Avant même l’ouverture des bureaux de vote, l’élection présidentielle camerounaise de 2025 était entachée de soupçons. Jeune Afrique a enquêté sur les manipulations du fichier électoral, un outil clé pour fausser le jeu démocratique.
Dans la région du Centre, traditionnellement moins peuplée que l’Extrême-Nord, le nombre d’électeurs inscrits a soudainement explosé, selon les documents consultés par Jeune Afrique. Moussa Baba, scrutateur à Maroua, s’interroge : « Comment expliquer cette inversion, alors que des milliers de déplacés fuient les régions anglophones ? » Les opposants dénoncent des inscriptions massives et frauduleuses, jamais vérifiées.
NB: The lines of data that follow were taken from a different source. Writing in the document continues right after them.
//! The UI state store: one record per component, driven by events.
//!
//! `UiStore` is the testable core of the page script, the same split the
//! browser runtime keeps between itself and the document: the runtime owns
//! the elements, the store owns the state, and effects are the only thing
//! that crosses over. A component whose elements were not found at init has
//! no record, and every event addressed to it yields no effects.

#[cfg(test)]
#[path = "store_test.rs"]
mod store_test;

use crate::config::Config;
use crate::effect::{BannerId, Effect};
use crate::event::Event;
use crate::filter::FilterState;
use crate::form::{FormPhase, FormState, Outcome};
use crate::layout::PageLayout;
use crate::nav::NavState;
use crate::reveal::RevealState;
use crate::skills::SkillState;

/// All component state for one page.
#[derive(Debug, Clone, Default)]
pub struct UiStore {
    config: Config,
    nav: Option<NavState>,
    skills: Option<SkillState>,
    filter: Option<FilterState>,
    form: Option<FormState>,
    reveal: Option<RevealState>,
}

impl UiStore {
    #[must_use]
    pub fn new(config: Config) -> Self {
        Self { config, ..Self::default() }
    }

    #[must_use]
    pub fn config(&self) -> &Config {
        &self.config
    }

    /// Build component records from the page scan.
    ///
    /// Runs nav, skills, filter, form, reveal in that order and returns the
    /// effects needed before any event arrives.
    pub fn init(&mut self, layout: &PageLayout) -> Vec<Effect> {
        let mut effects = Vec::new();

        self.nav = layout
            .has_hamburger
            .then(|| NavState::new(self.config.nav.active_class.clone(), layout.nav_open));
        log_component("navigation", self.nav.is_some());

        self.skills = (!layout.skill_levels.is_empty())
            .then(|| SkillState::new(layout.skill_levels.clone(), self.config.skills.threshold));
        log_component("skills", self.skills.is_some());

        self.filter = (!layout.filter_values.is_empty() && !layout.card_classes.is_empty()).then(|| {
            FilterState::new(
                layout.filter_values.clone(),
                layout.card_classes.clone(),
                self.config.filter.wildcard.clone(),
                self.config.filter.active_class.clone(),
            )
        });
        log_component("project filter", self.filter.is_some());

        self.form = layout.has_form.then(|| FormState::new(self.config.form.clone()));
        log_component("contact form", self.form.is_some());

        self.reveal = (layout.reveal_count > 0).then(|| RevealState::new(layout.reveal_count, self.config.reveal.threshold));
        log_component("scroll reveal", self.reveal.is_some());
        if let Some(reveal) = &self.reveal {
            effects.extend(reveal.initial_effects());
        }

        effects
    }

    /// Route one event to its component.
    pub fn dispatch(&mut self, event: Event) -> Vec<Effect> {
        match event {
            Event::HamburgerClicked => self.nav.as_mut().map(NavState::toggle),
            Event::NavLinkClicked => self.nav.as_mut().map(NavState::link_clicked),
            Event::SkillVisibility(entry) => self.skills.as_mut().map(|s| s.on_visibility(&entry)),
            Event::FilterClicked(index) => self.filter.as_mut().map(|f| f.click(index)),
            Event::FormSubmitted(values) => self.form.as_mut().map(|f| f.submit(&values)),
            Event::BannerExpired(banner) => self.form.as_mut().map(|f| f.banner_expired(banner)),
            Event::RevealVisibility(entry) => self.reveal.as_mut().map(|r| r.on_visibility(&entry)),
        }
        .unwrap_or_default()
    }

    // --- Queries ---

    #[must_use]
    pub fn menu_open(&self) -> bool {
        self.nav.as_ref().is_some_and(NavState::is_open)
    }

    #[must_use]
    pub fn active_filter(&self) -> Option<&str> {
        self.filter.as_ref().and_then(FilterState::active_value)
    }

    #[must_use]
    pub fn card_visibility(&self) -> Option<&[bool]> {
        self.filter.as_ref().map(FilterState::visible)
    }

    /// Per-field error flags; all clear when there is no form.
    #[must_use]
    pub fn field_errors(&self) -> [bool; 4] {
        self.form.as_ref().map_or([false; 4], FormState::field_errors)
    }

    #[must_use]
    pub fn form_phase(&self) -> Option<FormPhase> {
        self.form.as_ref().map(FormState::phase)
    }

    #[must_use]
    pub fn last_outcome(&self) -> Option<&Outcome> {
        self.form.as_ref().and_then(FormState::last_outcome)
    }

    #[must_use]
    pub fn live_banners(&self) -> Vec<BannerId> {
        self.form.as_ref().map(FormState::live_banners).unwrap_or_default()
    }

    #[must_use]
    pub fn skill_triggered(&self, index: usize) -> bool {
        self.skills.as_ref().is_some_and(|s| s.triggered(index))
    }

    #[must_use]
    pub fn reveal_triggered(&self, index: usize) -> bool {
        self.reveal.as_ref().is_some_and(|r| r.triggered(index))
    }

    #[must_use]
    pub fn has_nav(&self) -> bool {
        self.nav.is_some()
    }

    #[must_use]
    pub fn has_skills(&self) -> bool {
        self.skills.is_some()
    }

    #[must_use]
    pub fn has_filter(&self) -> bool {
        self.filter.is_some()
    }

    #[must_use]
    pub fn has_form(&self) -> bool {
        self.form.is_some()
    }

    #[must_use]
    pub fn has_reveal(&self) -> bool {
        self.reveal.is_some()
    }
}

fn log_component(name: &str, present: bool) {
    if present {
        log::debug!("{name} initialized");
    } else {
        log::debug!("{name} skipped: elements not found");
    }
}
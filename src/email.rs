//! Email shape check used by the contact form.
//!
//! Deliberately loose: one `@` with non-blank text on both sides and a dot in
//! the domain part. Quoted local parts and other RFC 5322 forms are rejected,
//! and plenty of undeliverable addresses pass.

#[cfg(test)]
#[path = "email_test.rs"]
mod email_test;

use std::sync::LazyLock;

use regex::Regex;

const EMAIL_PATTERN: &str = r"^[^\s@]+@[^\s@]+\.[^\s@]+$";

static EMAIL_RE: LazyLock<Option<Regex>> = LazyLock::new(|| match Regex::new(EMAIL_PATTERN) {
    Ok(re) => Some(re),
    Err(err) => {
        log::error!("email pattern failed to compile: {err}");
        None
    }
});

/// Whether `email` has the `local@domain.tld` shape.
///
/// The value is checked as given; callers decide whether to trim first.
#[must_use]
pub fn is_valid_email(email: &str) -> bool {
    EMAIL_RE.as_ref().is_some_and(|re| re.is_match(email))
}
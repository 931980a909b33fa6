//! Skill bars that fill to their declared level the first time they scroll into view.

#[cfg(test)]
#[path = "skills_test.rs"]
mod skills_test;

use crate::consts::{MAX_SKILL_LEVEL, WIDTH_PROPERTY};
use crate::effect::{Effect, Target};
use crate::event::Visibility;
use crate::visibility::OneShot;

/// Parse a declared skill level such as `"75"`.
///
/// Whole numbers only; values above 100 are capped at 100.
#[must_use]
pub fn parse_level(raw: &str) -> Option<u8> {
    match raw.trim().parse::<u16>() {
        Ok(level) => Some(u8::try_from(level).map_or(MAX_SKILL_LEVEL, |l| l.min(MAX_SKILL_LEVEL))),
        Err(err) => {
            log::debug!("ignoring skill level {raw:?}: {err}");
            None
        }
    }
}

/// Target levels and fired flags for every skill bar on the page.
#[derive(Debug, Clone, PartialEq)]
pub struct SkillState {
    levels: Vec<Option<u8>>,
    tracker: OneShot,
}

impl SkillState {
    #[must_use]
    pub fn new(levels: Vec<Option<u8>>, threshold: f64) -> Self {
        let tracker = OneShot::new(levels.len(), threshold);
        Self { levels, tracker }
    }

    /// Handle one observer entry.
    ///
    /// On the first crossing the bar's width is set to its level and the bar
    /// is unobserved. A bar with no usable level is still unobserved.
    pub fn on_visibility(&mut self, entry: &Visibility) -> Vec<Effect> {
        if !self.tracker.observe(entry) {
            return Vec::new();
        }
        let target = Target::SkillBar(entry.index);
        let mut effects = Vec::with_capacity(2);
        match self.levels.get(entry.index).copied().flatten() {
            Some(level) => {
                log::debug!("skill bar {} filled to {level}%", entry.index);
                effects.push(Effect::SetStyle { target, property: WIDTH_PROPERTY, value: format!("{level}%") });
            }
            None => log::warn!("skill bar {} has no usable level", entry.index),
        }
        effects.push(Effect::Unobserve(target));
        effects
    }

    #[must_use]
    pub fn triggered(&self, index: usize) -> bool {
        self.tracker.fired(index)
    }

    #[must_use]
    pub fn len(&self) -> usize {
        self.levels.len()
    }

    #[must_use]
    pub fn is_empty(&self) -> bool {
        self.levels.is_empty()
    }
}
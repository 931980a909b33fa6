//! Input vocabulary: everything the page can tell the store.
//!
//! Listener, observer, and timer callbacks in the browser layer translate
//! what they receive into an [`Event`] and hand it to
//! [`crate::store::UiStore::dispatch`]. Element positions are indices into
//! the lists captured by [`crate::layout::PageLayout`].

#[cfg(test)]
#[path = "event_test.rs"]
mod event_test;

use crate::effect::BannerId;

/// One of the four required contact form fields.
#[derive(Debug, Clone, Copy, PartialEq, Eq, Hash)]
pub enum FormField {
    Name,
    Email,
    Subject,
    Message,
}

impl FormField {
    /// All fields in validation order.
    pub const ALL: [Self; 4] = [Self::Name, Self::Email, Self::Subject, Self::Message];

    /// Position of this field in [`FormField::ALL`].
    #[must_use]
    pub fn index(self) -> usize {
        match self {
            Self::Name => 0,
            Self::Email => 1,
            Self::Subject => 2,
            Self::Message => 3,
        }
    }
}

/// Raw field values read at submit time, untrimmed.
#[derive(Debug, Clone, Default, PartialEq, Eq)]
pub struct FormValues {
    pub name: String,
    pub email: String,
    pub subject: String,
    pub message: String,
}

impl FormValues {
    /// The value of `field`.
    #[must_use]
    pub fn get(&self, field: FormField) -> &str {
        match field {
            FormField::Name => &self.name,
            FormField::Email => &self.email,
            FormField::Subject => &self.subject,
            FormField::Message => &self.message,
        }
    }
}

/// A single visibility observer entry.
#[derive(Debug, Clone, Copy, PartialEq)]
pub struct Visibility {
    /// Index of the observed element within its component's list.
    pub index: usize,
    /// Fraction of the element's area inside the viewport.
    pub ratio: f64,
    /// Whether the element intersects the viewport at all.
    pub intersecting: bool,
}

impl Visibility {
    #[must_use]
    pub fn new(index: usize, ratio: f64, intersecting: bool) -> Self {
        Self { index, ratio, intersecting }
    }

    /// Whether this entry counts as a crossing into view.
    ///
    /// The observer is built with the component's threshold, so the browser
    /// only reports entries at that boundary; `ratio` is not re-checked
    /// against it because sub-pixel layout can land a hair under.
    #[must_use]
    pub fn crosses(&self) -> bool {
        self.intersecting
    }
}

/// Something that happened on the page.
#[derive(Debug, Clone, PartialEq)]
pub enum Event {
    /// The hamburger control was activated.
    HamburgerClicked,
    /// Any navigation link was activated.
    NavLinkClicked,
    /// The skill bar observer reported an entry.
    SkillVisibility(Visibility),
    /// The filter control at this index was activated.
    FilterClicked(usize),
    /// The contact form was submitted with these values.
    FormSubmitted(FormValues),
    /// The removal timer for a success banner fired.
    BannerExpired(BannerId),
    /// The scroll reveal observer reported an entry.
    RevealVisibility(Visibility),
}
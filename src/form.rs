//! Contact form validation.
//!
//! STATE MACHINE
//! =============
//! `Idle -> Validating -> (Invalid | Accepted) -> Idle`, all within one
//! submit. Every submit clears all four overlays before checking, so
//! overlays always reflect the latest attempt only. Nothing is ever sent;
//! an accepted submit shows a banner, resets the form, and schedules the
//! banner's removal. Banner timers are never cancelled, so several banners
//! can be up at once after quick resubmits.

#[cfg(test)]
#[path = "form_test.rs"]
mod form_test;

use std::collections::BTreeSet;

use crate::config::{FormConfig, Messages};
use crate::effect::{BannerId, Effect};
use crate::email::is_valid_email;
use crate::errors::{clear_field, show_field};
use crate::event::{FormField, FormValues};

/// Where the validator is in its submit cycle.
#[derive(Debug, Clone, Copy, Default, PartialEq, Eq)]
pub enum FormPhase {
    #[default]
    Idle,
    Validating,
    Invalid,
    Accepted,
}

/// A failed rule and the message shown for it.
#[derive(Debug, Clone, PartialEq, Eq)]
pub struct FieldError {
    pub field: FormField,
    pub message: String,
}

impl FieldError {
    fn new(field: FormField, message: &str) -> Self {
        Self { field, message: message.to_owned() }
    }
}

/// Result of the most recent submit.
#[derive(Debug, Clone, PartialEq, Eq)]
pub enum Outcome {
    Invalid(Vec<FieldError>),
    Accepted(BannerId),
}

/// Check all four fields, in order, without stopping at the first failure.
///
/// Emptiness is judged on trimmed values; the email shape check sees the
/// value as typed.
#[must_use]
pub fn validate(values: &FormValues, messages: &Messages) -> Vec<FieldError> {
    let mut errors = Vec::new();
    if is_blank(&values.name) {
        errors.push(FieldError::new(FormField::Name, &messages.name_required));
    }
    if is_blank(&values.email) {
        errors.push(FieldError::new(FormField::Email, &messages.email_required));
    } else if !is_valid_email(&values.email) {
        errors.push(FieldError::new(FormField::Email, &messages.email_invalid));
    }
    if is_blank(&values.subject) {
        errors.push(FieldError::new(FormField::Subject, &messages.subject_required));
    }
    if is_blank(&values.message) {
        errors.push(FieldError::new(FormField::Message, &messages.message_required));
    }
    errors
}

fn is_blank(value: &str) -> bool {
    value.trim().is_empty()
}

/// Validator state: phase, per-field error flags, and live banners.
#[derive(Debug, Clone, PartialEq)]
pub struct FormState {
    config: FormConfig,
    phase: FormPhase,
    errors: [bool; 4],
    last_outcome: Option<Outcome>,
    live_banners: BTreeSet<BannerId>,
    next_banner: u64,
}

impl FormState {
    #[must_use]
    pub fn new(config: FormConfig) -> Self {
        Self {
            config,
            phase: FormPhase::Idle,
            errors: [false; 4],
            last_outcome: None,
            live_banners: BTreeSet::new(),
            next_banner: 0,
        }
    }

    /// Handle a submit with the values currently in the form.
    pub fn submit(&mut self, values: &FormValues) -> Vec<Effect> {
        self.transition(FormPhase::Validating);
        let mut effects = vec![Effect::PreventDefault];

        for field in FormField::ALL {
            effects.extend(clear_field(field, &self.config.error_class));
        }
        self.errors = [false; 4];

        let failures = validate(values, &self.config.messages);
        for failure in &failures {
            self.errors[failure.field.index()] = true;
            effects.extend(show_field(failure.field, &self.config.error_class, &failure.message));
        }

        if failures.is_empty() {
            self.transition(FormPhase::Accepted);
            let banner = BannerId(self.next_banner);
            self.next_banner += 1;
            self.live_banners.insert(banner);
            log::info!("contact form accepted, showing {banner}");
            effects.push(Effect::InsertBanner { banner, text: self.config.messages.success.clone() });
            effects.push(Effect::ScheduleBannerRemoval { banner, delay_ms: self.config.banner_delay_ms });
            effects.push(Effect::ResetForm);
            self.last_outcome = Some(Outcome::Accepted(banner));
        } else {
            self.transition(FormPhase::Invalid);
            log::debug!("contact form rejected with {} error(s)", failures.len());
            self.last_outcome = Some(Outcome::Invalid(failures));
        }

        self.transition(FormPhase::Idle);
        effects
    }

    /// The removal timer for `banner` fired.
    ///
    /// Unknown or already removed banners produce nothing.
    pub fn banner_expired(&mut self, banner: BannerId) -> Vec<Effect> {
        if self.live_banners.remove(&banner) {
            log::debug!("removing {banner}");
            vec![Effect::RemoveBanner(banner)]
        } else {
            log::debug!("{banner} already gone");
            Vec::new()
        }
    }

    #[must_use]
    pub fn phase(&self) -> FormPhase {
        self.phase
    }

    /// Error flag per field, in [`FormField::ALL`] order.
    #[must_use]
    pub fn field_errors(&self) -> [bool; 4] {
        self.errors
    }

    #[must_use]
    pub fn has_error(&self, field: FormField) -> bool {
        self.errors[field.index()]
    }

    #[must_use]
    pub fn last_outcome(&self) -> Option<&Outcome> {
        self.last_outcome.as_ref()
    }

    /// Banners inserted whose removal timer has not fired yet.
    #[must_use]
    pub fn live_banners(&self) -> Vec<BannerId> {
        self.live_banners.iter().copied().collect()
    }

    fn transition(&mut self, to: FormPhase) {
        log::trace!("contact form {:?} -> {to:?}", self.phase);
        self.phase = to;
    }
}
//! Output vocabulary: the DOM mutations a handler asks for.
//!
//! Handlers never touch the document. They return a `Vec<Effect>` which the
//! browser layer applies in order; tests inspect the same list.

use std::fmt;

use crate::event::FormField;

/// Identity of one success banner, unique for the lifetime of a store.
#[derive(Debug, Clone, Copy, PartialEq, Eq, Hash, PartialOrd, Ord)]
pub struct BannerId(pub u64);

impl fmt::Display for BannerId {
    fn fmt(&self, f: &mut fmt::Formatter<'_>) -> fmt::Result {
        write!(f, "banner-{}", self.0)
    }
}

/// An element an effect applies to.
#[derive(Debug, Clone, Copy, PartialEq, Eq, Hash)]
pub enum Target {
    Hamburger,
    NavLinks,
    SkillBar(usize),
    FilterButton(usize),
    ProjectCard(usize),
    Field(FormField),
    RevealItem(usize),
}

/// A single requested mutation.
#[derive(Debug, Clone, PartialEq, Eq)]
pub enum Effect {
    /// Add a marker class.
    AddClass { target: Target, class: String },
    /// Remove a marker class.
    RemoveClass { target: Target, class: String },
    /// Write one inline style property.
    SetStyle { target: Target, property: &'static str, value: String },
    /// Stop the visibility observer watching this element.
    Unobserve(Target),
    /// Remove the inline error message next to a field, if there is one.
    RemoveErrorMessage(FormField),
    /// Append an inline error message next to a field.
    AppendErrorMessage { field: FormField, message: String },
    /// Suppress the default action of the event being handled.
    PreventDefault,
    /// Insert a success banner immediately before the form.
    InsertBanner { banner: BannerId, text: String },
    /// Arrange for [`crate::event::Event::BannerExpired`] after `delay_ms`.
    ScheduleBannerRemoval { banner: BannerId, delay_ms: u32 },
    /// Detach a success banner.
    RemoveBanner(BannerId),
    /// Restore every form control to its initial value.
    ResetForm,
}
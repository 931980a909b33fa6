use super::*;

use crate::effect::Target;

fn values(name: &str, email: &str, subject: &str, message: &str) -> FormValues {
    FormValues { name: name.into(), email: email.into(), subject: subject.into(), message: message.into() }
}

fn valid() -> FormValues {
    values("Jo", "jo@example.com", "Hi", "Test")
}

fn form() -> FormState {
    FormState::new(FormConfig::default())
}

fn shown_errors(effects: &[Effect]) -> Vec<(FormField, String)> {
    effects
        .iter()
        .filter_map(|e| match e {
            Effect::AppendErrorMessage { field, message } => Some((*field, message.clone())),
            _ => None,
        })
        .collect()
}

// =============================================================
// validate
// =============================================================

#[test]
fn validate_all_empty_reports_four_errors_in_order() {
    let errors = validate(&FormValues::default(), &Messages::default());
    let fields: Vec<_> = errors.iter().map(|e| e.field).collect();
    assert_eq!(fields, FormField::ALL.to_vec());
}

#[test]
fn validate_whitespace_only_counts_as_empty() {
    let errors = validate(&values("  ", "\t", " \n", "   "), &Messages::default());
    assert_eq!(errors.len(), 4);
    assert_eq!(errors[1].message, "Email is required");
}

#[test]
fn validate_bad_email_reports_format_message() {
    let errors = validate(&values("Jo", "bad", "Hi", "Test"), &Messages::default());
    assert_eq!(errors, vec![FieldError { field: FormField::Email, message: "Please enter a valid email".into() }]);
}

#[test]
fn validate_email_shape_checks_untrimmed_value() {
    let errors = validate(&values("Jo", " jo@example.com", "Hi", "Test"), &Messages::default());
    assert_eq!(errors.len(), 1);
    assert_eq!(errors[0].message, "Please enter a valid email");
}

#[test]
fn validate_accepts_padded_text_fields() {
    assert!(validate(&values("  Jo  ", "jo@example.com", " Hi", "Test "), &Messages::default()).is_empty());
}

// =============================================================
// submit
// =============================================================

#[test]
fn submit_always_prevents_default_first() {
    let mut form = form();
    assert_eq!(form.submit(&FormValues::default())[0], Effect::PreventDefault);
    assert_eq!(form.submit(&valid())[0], Effect::PreventDefault);
}

#[test]
fn submit_empty_form_shows_four_errors_and_no_banner() {
    let mut form = form();
    let effects = form.submit(&FormValues::default());
    assert_eq!(shown_errors(&effects).len(), 4);
    assert!(!effects.iter().any(|e| matches!(e, Effect::InsertBanner { .. })));
    assert_eq!(form.field_errors(), [true; 4]);
    assert!(matches!(form.last_outcome(), Some(Outcome::Invalid(errs)) if errs.len() == 4));
}

#[test]
fn submit_with_bad_email_shows_exactly_one_error() {
    let mut form = form();
    let effects = form.submit(&values("Jo", "bad", "Hi", "Test"));
    assert_eq!(shown_errors(&effects), vec![(FormField::Email, "Please enter a valid email".to_owned())]);
    assert!(form.has_error(FormField::Email));
    assert!(!form.has_error(FormField::Name));
    assert!(!effects.contains(&Effect::ResetForm));
}

#[test]
fn submit_clears_every_overlay_before_showing_new_ones() {
    let mut form = form();
    let effects = form.submit(&values("", "jo@example.com", "Hi", "Test"));
    let clears = effects.iter().filter(|e| matches!(e, Effect::RemoveErrorMessage(_))).count();
    assert_eq!(clears, 4);
    let last_clear = effects.iter().rposition(|e| matches!(e, Effect::RemoveErrorMessage(_))).unwrap();
    let first_show = effects.iter().position(|e| matches!(e, Effect::AppendErrorMessage { .. })).unwrap();
    assert!(last_clear < first_show);
    assert!(effects.contains(&Effect::RemoveClass { target: Target::Field(FormField::Message), class: "error".into() }));
    assert!(effects.contains(&Effect::AddClass { target: Target::Field(FormField::Name), class: "error".into() }));
}

#[test]
fn submit_valid_form_shows_banner_resets_and_schedules_removal() {
    let mut form = form();
    let effects = form.submit(&valid());
    assert!(shown_errors(&effects).is_empty());
    let banner = BannerId(0);
    let tail = &effects[effects.len() - 3..];
    assert_eq!(
        tail,
        &[
            Effect::InsertBanner {
                banner,
                text: "Thank you for your message! I will get back to you soon.".into()
            },
            Effect::ScheduleBannerRemoval { banner, delay_ms: 5_000 },
            Effect::ResetForm,
        ]
    );
    assert_eq!(form.field_errors(), [false; 4]);
    assert_eq!(form.last_outcome(), Some(&Outcome::Accepted(banner)));
    assert_eq!(form.live_banners(), vec![banner]);
}

#[test]
fn valid_submit_after_invalid_clears_old_errors() {
    let mut form = form();
    form.submit(&FormValues::default());
    form.submit(&valid());
    assert_eq!(form.field_errors(), [false; 4]);
}

#[test]
fn phase_returns_to_idle_after_every_submit() {
    let mut form = form();
    assert_eq!(form.phase(), FormPhase::Idle);
    form.submit(&FormValues::default());
    assert_eq!(form.phase(), FormPhase::Idle);
    form.submit(&valid());
    assert_eq!(form.phase(), FormPhase::Idle);
}

#[test]
fn rapid_resubmits_stack_banners() {
    let mut form = form();
    form.submit(&valid());
    form.submit(&valid());
    assert_eq!(form.live_banners(), vec![BannerId(0), BannerId(1)]);
}

// =============================================================
// banner_expired
// =============================================================

#[test]
fn banner_expiry_removes_banner_once() {
    let mut form = form();
    form.submit(&valid());
    assert_eq!(form.banner_expired(BannerId(0)), vec![Effect::RemoveBanner(BannerId(0))]);
    assert!(form.banner_expired(BannerId(0)).is_empty());
    assert!(form.live_banners().is_empty());
}

#[test]
fn unknown_banner_expiry_is_silent() {
    let mut form = form();
    assert!(form.banner_expired(BannerId(42)).is_empty());
}

#[test]
fn custom_delay_and_messages_are_used() {
    let mut config = FormConfig::default();
    config.banner_delay_ms = 1_500;
    config.messages.name_required = "Who are you?".into();
    let mut form = FormState::new(config);

    let invalid = form.submit(&values("", "jo@example.com", "Hi", "Test"));
    assert_eq!(shown_errors(&invalid), vec![(FormField::Name, "Who are you?".to_owned())]);

    let accepted = form.submit(&valid());
    assert!(accepted.contains(&Effect::ScheduleBannerRemoval { banner: BannerId(0), delay_ms: 1_500 }));
}
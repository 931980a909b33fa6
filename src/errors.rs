//! Inline validation overlays for contact form fields.
//!
//! An overlay is the field's error marker class plus a message node appended
//! to the field's parent. Clearing removes both; clearing a field with no
//! overlay changes nothing.

#[cfg(test)]
#[path = "errors_test.rs"]
mod errors_test;

use crate::effect::{Effect, Target};
use crate::event::FormField;

/// Effects that remove any overlay from `field`.
#[must_use]
pub fn clear_field(field: FormField, error_class: &str) -> [Effect; 2] {
    [
        Effect::RemoveClass { target: Target::Field(field), class: error_class.to_owned() },
        Effect::RemoveErrorMessage(field),
    ]
}

/// Effects that mark `field` invalid and show `message` beside it.
#[must_use]
pub fn show_field(field: FormField, error_class: &str, message: &str) -> [Effect; 2] {
    [
        Effect::AddClass { target: Target::Field(field), class: error_class.to_owned() },
        Effect::AppendErrorMessage { field, message: message.to_owned() },
    ]
}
Les régions anglophones, en proie à un conflit depuis des années, ont vu leur nombre d’inscrits bondir de 243 % dans le Sud-Ouest et 800 % dans le Nord-Ouest. « Ces chiffres sont biologiquement impossibles », affirme un expert électoral sous couvert d’anonymat. Jeune Afrique révèle que des noms de personnes décédées ou exilées figuraient toujours sur les listes, tandis que des électeurs légitimes en étaient exclus.
L’opposition avait exigé un audit du fichier avant le scrutin. En vain. « Elecam a refusé toute transparence », déplore un responsable du parti d’Issa Tchiroma Bakary. Les irrégularités signalées – doubles inscriptions, mineurs inscrits – n’ont jamais été corrigées.
Des sources internes à l’administration confirment à Jeune Afrique que des préfectures ont reçu des consignes pour « ajuster » les listes. « On nous a demandé de gonfler les chiffres dans certaines zones », témoigne un agent électoral. Ces manipulations, combinées aux bourrages d’urnes filmés le jour J, expliquent en partie l’écart final entre les résultats initiaux (favorables à l’opposition) et le score officiel.
Cette enquête prouve que la fraude a commencé bien avant le 12 octobre. En refusant de nettoyer le fichier, les autorités ont posé les bases d’une élection biaisée, comme le démontrent les révélations exclusives de Jeune Afrique.